Das Schweigen besiegen — Hilfe für Vergewaltigungsopfer
Opfer von sexuellen Übergriffen leiden nach der Tat oft an psychischen Störungen.
Düsseldorf. Kathrin S. (26) wurde vor einem Jahr von einer Diskobekanntschaft vergewaltigt. Aus Scham erzählte sie ihrer Familie und Freunden nichts davon. Sie hatte Angst, dass man ihr eine Mitschuld an der Vergewaltigung geben würde und versuchte, alles alleine zu verarbeiten. Doch nach mehreren Wochen entschied sie sich in ihrer Verzweiflung, professionelle Hilfe bei der Frauenberatungsstelle zu suchen. „Ich habe erst hier wieder gelernt, zu lachen. Allein die Möglichkeit, mit jemandem über die Sache zu sprechen, war eine echte Befreiung“, sagt die Bürokauffrau.
Wenn das Thema „Vergewaltigung“ in den Medien auftaucht, richtet sich das Interesse meist auf die Täter und die Fahndung nach ihnen. Die Folgen für die Opfer einer Vergewaltigung werden nur selten oder gar nicht thematisiert.
Um Kathrin S. und andere Opfer sexueller Gewalt kümmern sich bei der Beratungsstelle zehn speziell ausgebildete Therapeutinnen: „Das Allerwichtigste ist, dass die Opfer jemanden haben, der für sie da ist“, sagt Etta Hallenga, seit 20 Jahren Beraterin. Denn die Opfer schweigen in den meisten Fällen. „Die Dunkelziffer wird auf 80 Prozent geschätzt. Das heißt, nur eine von fünf Frauen zeigt einen sexuellen Übergriff an“, sagt Kurt-Peter Schnabel, Leiter der Abteilung Kriminalprävention der Polizei.

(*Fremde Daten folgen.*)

use crate::types::{Interaction, MacroCandidate, WaitFor};
use crate::Ticks;

/// A single edge traversed by the accepted plan. `Wait`/`Macro` consume
/// ticks; `Interaction` never does (`spec.md` invariant 2).
#[derive(Debug, Clone)]
pub enum PlanStep {
    Interaction(Interaction),
    Wait {
        ticks: Ticks,
        wait_for: WaitFor,
        expected_action: Option<crate::types::ActionId>,
    },
    Macro {
        macro_candidate: MacroCandidate,
        ticks_planned: Ticks,
        wait_for: WaitFor,
    },
}

impl PlanStep {
    pub fn ticks(&self) -> Ticks {
        match self {
            PlanStep::Interaction(_) => 0,
            PlanStep::Wait { ticks, .. } => *ticks,
            PlanStep::Macro { ticks_planned, .. } => *ticks_planned,
        }
    }
}

#[derive(Debug, Clone, Default)]
pub struct Plan {
    pub steps: Vec<PlanStep>,
    pub total_ticks: Ticks,
    pub interaction_count: usize,
    pub expected_deaths: f64,
    pub expanded_nodes: usize,
    pub enqueued_nodes: usize,
}

impl Plan {
    pub fn empty() -> Self {
        Self::default()
    }
}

Die Gründe für das Schweigen sind vielfältig. Die Opfer wollen keine Belastung für Familie oder Freunde darstellen oder befürchten eine von Mitleid geprägte Reaktion. Oft machen sie sich wie Kathrin S. auch Vorwürfe, dass sie die Vergewaltigung möglicherweise provoziert haben könnten. Eine anonyme Anlaufstelle ist für viele oft die einzige Möglichkeit, das Schweigen zu überwinden: „Wegen der Anonymität können die Frauen leichter über das Trauma sprechen. Sie empfinden unsere Hilfe nicht als Mitleid“, berichtet Hallenga.

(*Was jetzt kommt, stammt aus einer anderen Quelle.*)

#[allow(clippy::too_many_arguments)]
pub fn solve<S, E, R, G, V, X>(
    initial: &S,
    goal: &Goal,
    registries: &R,
    estimator: &E,
    sim: &G,
    value_model: &V,
    enumerator: &X,
    config: &SolverConfig,
    seed: u64,
) -> SolveOutcome<S>
where
    S: GameState,
    E: Estimator<S>,
    R: Registries,
    G: GameSim<S>,
    V: ValueModel<S>,
    X: CandidateEnumerator<S>,
{
    log::info!("solve: goal={}", goal.describe());
    let mut rate_cache = RateCache::new();
    let mut frontier = ParetoFrontier::new();
    let mut arena: NodeArena<S> = NodeArena::new();
    let mut best_ticks: HashMap<StateKey, Ticks> = HashMap::new();
    let mut pq: BinaryHeap<QueueEntry> = BinaryHeap::new();
    let mut profile = config.collect_stats.then(SolveProfile::new);
    let mut best_credits_seen: Gold = value_model.effective_credits(initial);
    let mut expanded = 0usize;
    let mut enqueued = 0usize;

    if goal.is_satisfied(initial, value_model.effective_credits(initial)) {
        log::info!("solve: already satisfied");
        return SolveOutcome::Success { plan: Plan::empty(), terminal_state: initial.clone(), profile };
    }

    if let Some(reason) = root_tripwire(initial, goal, &mut rate_cache, estimator, registries) {
        log::warn!("solve: zero root rate, {reason}");
        return SolveOutcome::Failed {
            failure: SolverFailure::ZeroRootRate { reason, expanded, enqueued, best_credits: best_credits_seen },
            profile,
        };
    }

    let root_idx = arena.push(Node {
        state: initial.clone(),
        ticks_so_far: 0,
        interactions_so_far: 0,
        parent_id: None,
        step_from_parent: None,
        expected_deaths: 0.0,
    });
    best_ticks.insert(StateKey::of(initial, goal, value_model, registries), 0);
    let root_h = heuristic(initial, goal, &mut rate_cache, estimator, registries, value_model);
    pq.push(QueueEntry { f: root_h, g: 0, node_idx: root_idx });
    enqueued += 1;

    while let Some(QueueEntry { g, node_idx, .. }) = pq.pop() {
        let node = arena.get(node_idx).clone();
        let key = StateKey::of(&node.state, goal, value_model, registries);
        let is_goal = goal.is_satisfied(&node.state, value_model.effective_credits(&node.state));

        if let Some(&best_g) = best_ticks.get(&key) {
            if best_g < g && !is_goal {
                continue;
            }
        }

        if is_goal {
            return finish(&arena, node_idx, &node, expanded, enqueued, goal, &mut frontier, &mut profile);
        }

        if expanded >= config.max_expanded_nodes {
            return SolveOutcome::Failed {
                failure: SolverFailure::ExpandedNodesExceeded { expanded, enqueued, best_credits: best_credits_seen },
                profile,
            };
        }
        expanded += 1;
        best_credits_seen = best_credits_seen.max(value_model.effective_credits(&node.state));

        let candidates = enumerator.enumerate(&node.state, goal);

        macro_rules! enqueue_or_fail {
            ($child:expr) => {
                match $child {
                    ChildOutcome::ReachedGoal(idx, _state) => {
                        let node_ref = arena.get(idx).clone();
                        return finish(&arena, idx, &node_ref, expanded, enqueued, goal, &mut frontier, &mut profile);
                    }
                    ChildOutcome::Enqueued => {
                        enqueued += 1;
                        if enqueued > config.max_queue_size {
                            return SolveOutcome::Failed {
                                failure: SolverFailure::QueueSizeExceeded { expanded, enqueued, best_credits: best_credits_seen },
                                profile,
                            };
                        }
                    }
                    ChildOutcome::Pruned => {}
                }
            };
        }

        for action_id in &candidates.switch_to_activities {
            let next_state = sim.start_action(&node.state, *action_id);
            let outcome = try_enqueue(
                &mut arena, &mut pq, &mut best_ticks, &mut frontier, &mut rate_cache, estimator, registries,
                value_model, goal, node_idx, &node, next_state, node.ticks_so_far, node.interactions_so_far + 1,
                0.0, PlanStep::Interaction(Interaction::SwitchActivity { action_id: *action_id }), false,
            );
            enqueue_or_fail!(outcome);
        }

        for purchase_id in &candidates.buy_upgrades {
            if let Some(purchase) = registries.shop_by_id(*purchase_id) {
                if value_model.effective_credits(&node.state) >= purchase.cost {
                    let interaction = Interaction::BuyShopItem { purchase_id: *purchase_id };
                    let next_state = sim.apply_interaction_deterministic(&node.state, &interaction);
                    let outcome = try_enqueue(
                        &mut arena, &mut pq, &mut best_ticks, &mut frontier, &mut rate_cache, estimator, registries,
                        value_model, goal, node_idx, &node, next_state, node.ticks_so_far, node.interactions_so_far + 1,
                        0.0, PlanStep::Interaction(interaction), false,
                    );
                    enqueue_or_fail!(outcome);
                }
            }
        }

        if candidates.should_emit_sell_candidate {
            let interaction = Interaction::SellItems { policy: candidates.sell_policy.clone() };
            let next_state = sim.apply_interaction_deterministic(&node.state, &interaction);
            let outcome = try_enqueue(
                &mut arena, &mut pq, &mut best_ticks, &mut frontier, &mut rate_cache, estimator, registries,
                value_model, goal, node_idx, &node, next_state, node.ticks_so_far, node.interactions_so_far + 1,
                0.0, PlanStep::Interaction(interaction), false,
            );
            enqueue_or_fail!(outcome);
        }

        for macro_candidate in candidates.macros.iter().cloned() {
            match macro_expander::expand(
                &node.state, macro_candidate, goal, registries, estimator, sim, value_model, &mut rate_cache,
                config, seed,
            ) {
                MacroOutcome::Expanded(result) => {
                    let new_g = node.ticks_so_far + result.ticks_elapsed;
                    let outcome = try_enqueue(
                        &mut arena, &mut pq, &mut best_ticks, &mut frontier, &mut rate_cache, estimator, registries,
                        value_model, goal, node_idx, &node, result.state, new_g, node.interactions_so_far,
                        result.deaths,
                        PlanStep::Macro {
                            macro_candidate: result.macro_candidate,
                            ticks_planned: result.ticks_elapsed,
                            wait_for: result.wait_for,
                        },
                        false,
                    );
                    enqueue_or_fail!(outcome);
                }
                MacroOutcome::AlreadySatisfied { reason } => log::trace!("macro already satisfied: {reason}"),
                MacroOutcome::CannotExpand { reason } => log::trace!("macro cannot expand: {reason}"),
                MacroOutcome::NeedsPrerequisite { .. } | MacroOutcome::NeedsBoundary { .. } => {
                    log::trace!("macro expansion did not terminate");
                }
            }
        }

        let delta = crate::decision_delta::compute(&node.state, goal, &candidates, &mut rate_cache, estimator, registries, value_model);
        if !delta.is_dead_end && delta.delta_ticks > 0 {
            let advance::AdvanceResult { state: next_state, expected_deaths } =
                crate::advance::advance(&node.state, delta.delta_ticks, estimator, sim, seed);
            let new_g = node.ticks_so_far + delta.delta_ticks;
            let new_key = StateKey::of(&next_state, goal, value_model, registries);
            let reaches_goal = goal.is_satisfied(&next_state, value_model.effective_credits(&next_state));
            if new_key != key || reaches_goal {
                let outcome = try_enqueue(
                    &mut arena, &mut pq, &mut best_ticks, &mut frontier, &mut rate_cache, estimator, registries,
                    value_model, goal, node_idx, &node, next_state, new_g, node.interactions_so_far, expected_deaths,
                    PlanStep::Wait { ticks: delta.delta_ticks, wait_for: delta.wait_for, expected_action: delta.intended_action },
                    false,
                );
                enqueue_or_fail!(outcome);
            }
        }
    }

    SolveOutcome::Failed {
        failure: SolverFailure::HeapExhausted { expanded, enqueued, best_credits: best_credits_seen },
        profile,
    }
}

enum ChildOutcome<S> {
    ReachedGoal(usize, S),
    Enqueued,
    Pruned,
}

Eine zweite Betreuungsstelle für Opfer von Vergewaltigungen oder sexuellen Missbrauchs ist die Ambulanz für Gewaltopfer des Gesundheitsamtes. Die Hauptaufgabe bei der Opferbetreuung liegt nach Ulrich Pasch, Leiter der Ambulanz, darin, „bei den Opfern wieder ein Gefühl von Sicherheit herzustellen“. Das Misstrauen zu überwinden und neue Bindungen einzugehen, fällt ihnen schwer: „Wir versuchen ihnen den Glauben an das Gute zurück zu geben“, sagt Hallenga.
Kathrin S. ist froh, dass sie den Mut aufgebracht hat. „Mittlerweile geht es mir wieder so gut, dass ich auch mit Freunden ausgehe und Spaß haben kann. Ohne die Hilfe wäre das vielleicht nicht der Fall“.